//! Core rule types and traits
//!
//! This module contains the building blocks everything else is made of:
//!
//! - **Traits**: [`Validate`], [`ValidateExt`]
//! - **Errors**: [`ValidationError`], [`RuleError`]
//! - **Domain constraints**: [`Numeric`], [`Textual`], [`Comparable`]
//! - **Condition helpers**: [`ensure`], [`ensure_with`]
//!
//! # Architecture
//!
//! ## 1. Type Safety
//!
//! Rules are generic over their input type, so applying a numeric bound to a
//! string is a compile error rather than a runtime failure:
//!
//! ```compile_fail
//! use rulekit::prelude::*;
//!
//! let _ = min(3).validate("abc");
//! ```
//!
//! ## 2. Composition
//!
//! Rules compose with logical combinators:
//!
//! ```
//! use rulekit::prelude::*;
//!
//! let port = min(1024_u32).and(max(49151));
//! assert!(port.validate(&8080).is_ok());
//! ```
//!
//! ## 3. Purity
//!
//! Rules hold only the parameters captured at construction. Applying a rule
//! twice to the same input yields the same result.

pub mod domain;
pub mod error;
pub mod traits;

pub use domain::{Comparable, Numeric, Textual};
pub use error::{RuleError, ValidationError};
pub use traits::{BoxedRule, Validate, ValidateExt};

// ============================================================================
// CONDITION HELPERS
// ============================================================================

/// Turns a condition and a prepared failure into a rule result.
///
/// Returns `Ok(())` when `condition` holds, otherwise exactly `error`.
///
/// # Examples
///
/// ```
/// use rulekit::foundation::{ValidationError, ensure};
///
/// assert!(ensure(3 > 2, ValidationError::new("gt", "3 must exceed 2")).is_ok());
///
/// let error = ValidationError::new("gt", "2 must exceed 3");
/// assert_eq!(ensure(2 > 3, error.clone()), Err(error));
/// ```
#[inline]
pub fn ensure(condition: bool, error: ValidationError) -> Result<(), ValidationError> {
    if condition { Ok(()) } else { Err(error) }
}

/// Lazy form of [`ensure`]: the failure is only built when `condition` is false.
///
/// Every built-in primitive reports through this function, so message
/// formatting costs nothing on the passing path.
#[inline]
pub fn ensure_with<F>(condition: bool, error: F) -> Result<(), ValidationError>
where
    F: FnOnce() -> ValidationError,
{
    if condition { Ok(()) } else { Err(error()) }
}

// ============================================================================
// TYPE ALIASES
// ============================================================================

/// A rule result using the standard `ValidationError`.
pub type ValidationResult<T> = Result<T, ValidationError>;

// ============================================================================
// TESTS
// ============================================================================
//! Regular-expression rule
//!
//! A [`Pattern`] keeps its source text and compiles it the first time it is
//! applied. The compiled program (or the compile failure) is cached, so a
//! rule is compiled at most once no matter how often or from how many
//! threads it is used.

use std::fmt;
use std::marker::PhantomData;
use std::sync::OnceLock;

use regex::Regex;

use crate::config::PatternConfig;
use crate::foundation::{RuleError, Textual, Validate, ValidationError, ensure_with};

/// Validates that a string-like value contains a match of a regular
/// expression.
///
/// Matching is unanchored: `foo[1-7].*y` accepts `"foo1ttthsyy"`. Add `^`
/// and `$` for whole-value matches.
///
/// A malformed pattern never panics. Every application of a lazily built
/// rule returns an `invalid_pattern` failure instead; use
/// [`Pattern::compile`] to surface the problem at construction.
///
/// # Examples
///
/// ```
/// use rulekit::validators::pattern;
/// use rulekit::foundation::Validate;
///
/// let rule = pattern("foo[1-7].*y");
/// assert!(rule.validate("foo1y").is_ok());
/// assert!(rule.validate("fooy").is_err());
///
/// let broken = pattern("foo[");
/// assert_eq!(broken.validate("foo").unwrap_err().code, "invalid_pattern");
/// ```
pub struct Pattern<S: ?Sized = str> {
    source: String,
    config: PatternConfig,
    compiled: OnceLock<Result<Regex, ValidationError>>,
    _input: PhantomData<fn(&S)>,
}

impl<S: Textual + ?Sized> Pattern<S> {
    /// Creates a lazily compiled rule with default options.
    pub fn new(source: impl Into<String>) -> Self {
        Self::with_config(source, PatternConfig::default())
    }

    /// Creates a lazily compiled rule with the given options.
    pub fn with_config(source: impl Into<String>, config: PatternConfig) -> Self {
        Self {
            source: source.into(),
            config,
            compiled: OnceLock::new(),
            _input: PhantomData,
        }
    }

    /// Compiles the pattern now, failing if it is malformed.
    ///
    /// # Errors
    ///
    /// Returns [`RuleError::InvalidPattern`] when the source is not a valid
    /// regular expression.
    pub fn compile(source: impl Into<String>) -> Result<Self, RuleError> {
        Self::compile_with(source, PatternConfig::default())
    }

    /// Eager form of [`with_config`](Self::with_config).
    ///
    /// # Errors
    ///
    /// Returns [`RuleError::InvalidPattern`] when the source is not a valid
    /// regular expression under `config`.
    pub fn compile_with(source: impl Into<String>, config: PatternConfig) -> Result<Self, RuleError> {
        let source = source.into();
        match config.build(&source) {
            Ok(regex) => Ok(Self {
                source,
                config,
                compiled: OnceLock::from(Ok(regex)),
                _input: PhantomData,
            }),
            Err(source_error) => Err(RuleError::InvalidPattern {
                pattern: source,
                source: source_error,
            }),
        }
    }
}

impl<S: ?Sized> Pattern<S> {
    /// Returns the pattern text.
    pub fn as_str(&self) -> &str {
        &self.source
    }

    /// Returns the compile options.
    pub fn config(&self) -> &PatternConfig {
        &self.config
    }

    /// Returns true once compilation has been attempted.
    pub fn is_compiled(&self) -> bool {
        self.compiled.get().is_some()
    }

    fn regex(&self) -> Result<&Regex, ValidationError> {
        self.compiled
            .get_or_init(|| {
                self.config.build(&self.source).map_err(|error| {
                    tracing::warn!(
                        pattern = %self.source,
                        error = %error,
                        "pattern failed to compile"
                    );
                    ValidationError::invalid_pattern(&self.source, &error)
                })
            })
            .as_ref()
            .map_err(Clone::clone)
    }
}

impl<S: Textual + ?Sized> Validate for Pattern<S> {
    type Input = S;

    fn validate(&self, input: &S) -> Result<(), ValidationError> {
        let regex = self.regex()?;
        let text = input.as_text();
        ensure_with(regex.is_match(text), || {
            ValidationError::pattern_mismatch(text, &self.source)
        })
    }
}

impl<S: ?Sized> Clone for Pattern<S> {
    fn clone(&self) -> Self {
        Self {
            source: self.source.clone(),
            config: self.config.clone(),
            compiled: self.compiled.clone(),
            _input: PhantomData,
        }
    }
}

impl<S: ?Sized> fmt::Debug for Pattern<S> {
    fn fmt(&self, f: &mut fmt::Formatter<'_>) -> fmt::Result {
        f.debug_struct("Pattern")
            .field("source", &self.source)
            .field("config", &self.config)
            .field("compiled", &self.is_compiled())
            .finish()
    }
}

/// Creates a lazily compiled pattern rule.
#[must_use]
pub fn pattern<S: Textual + ?Sized>(source: impl Into<String>) -> Pattern<S> {
    Pattern::new(source)
}

/// Creates a lazily compiled pattern rule with custom options.
#[must_use]
pub fn pattern_with<S: Textual + ?Sized>(source: impl Into<String>, config: PatternConfig) -> Pattern<S> {
    Pattern::with_config(source, config)
}

// ============================================================================
// TESTS
// ============================================================================
//! LOGGED combinator - tracing instrumentation for a rule

use std::borrow::Cow;

use crate::foundation::{Validate, ValidationError};

/// Applies the inner rule unchanged and emits a `tracing` event with the
/// outcome.
///
/// The event carries the rule name, `outcome` (`"passed"` / `"failed"`) and,
/// on failure, the rendered error. No subscriber is installed by this crate.
///
/// # Examples
///
/// ```
/// use rulekit::prelude::*;
///
/// let port = in_range(1_u16, 1023).logged("privileged_port", tracing::Level::DEBUG);
/// assert!(port.validate(&80).is_ok());
/// ```
#[derive(Debug, Clone)]
pub struct Logged<V> {
    inner: V,
    name: Cow<'static, str>,
    level: tracing::Level,
}

impl<V> Logged<V> {
    /// Wraps `inner`, logging at `level` under `name`.
    pub fn new(inner: V, name: impl Into<Cow<'static, str>>, level: tracing::Level) -> Self {
        Self {
            inner,
            name: name.into(),
            level,
        }
    }

    /// Returns the name used in log events.
    pub fn name(&self) -> &str {
        &self.name
    }

    /// Returns the level events are emitted at.
    pub fn level(&self) -> tracing::Level {
        self.level
    }

    /// Returns a reference to the inner rule.
    pub fn inner(&self) -> &V {
        &self.inner
    }

    /// Extracts the inner rule.
    pub fn into_inner(self) -> V {
        self.inner
    }
}

impl<V> Validate for Logged<V>
where
    V: Validate,
{
    type Input = V::Input;

    fn validate(&self, input: &Self::Input) -> Result<(), ValidationError> {
        let result = self.inner.validate(input);

        // tracing macros need a constant level, so dispatch once per level
        macro_rules! log_at_level {
            ($level:expr, $($fields:tt)+) => {
                match $level {
                    tracing::Level::ERROR => tracing::error!($($fields)+),
                    tracing::Level::WARN => tracing::warn!($($fields)+),
                    tracing::Level::INFO => tracing::info!($($fields)+),
                    tracing::Level::DEBUG => tracing::debug!($($fields)+),
                    _ => tracing::trace!($($fields)+),
                }
            };
        }

        match &result {
            Ok(()) => log_at_level!(
                self.level,
                rule = %self.name,
                outcome = "passed",
                "validation passed"
            ),
            Err(error) => log_at_level!(
                self.level,
                rule = %self.name,
                outcome = "failed",
                code = %error.code,
                error = %error.message,
                "validation failed"
            ),
        }

        result
    }
}

#[cfg(test)]
mod tests {
    use super::*;
    use crate::foundation::ValidateExt;

    struct Never;

    impl Validate for Never {
        type Input = str;

        fn validate(&self, input: &str) -> Result<(), ValidationError> {
            Err(ValidationError::new("never", format!("{input:?} rejected")))
        }
    }

    #[test]
    fn test_logged_returns_inner_result() {
        let rule = Never.logged("never", tracing::Level::WARN);
        assert_eq!(rule.name(), "never");
        assert_eq!(rule.level(), tracing::Level::WARN);
        assert_eq!(
            rule.validate("x").unwrap_err(),
            ValidationError::new("never", "\"x\" rejected")
        );
    }
}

★ ★ ★ ★ ★

**What you should do:** Copy each line of the records that contains the word "used".

**Solution to this task:**
//! threads it is used.
    /// Returns the name used in log events.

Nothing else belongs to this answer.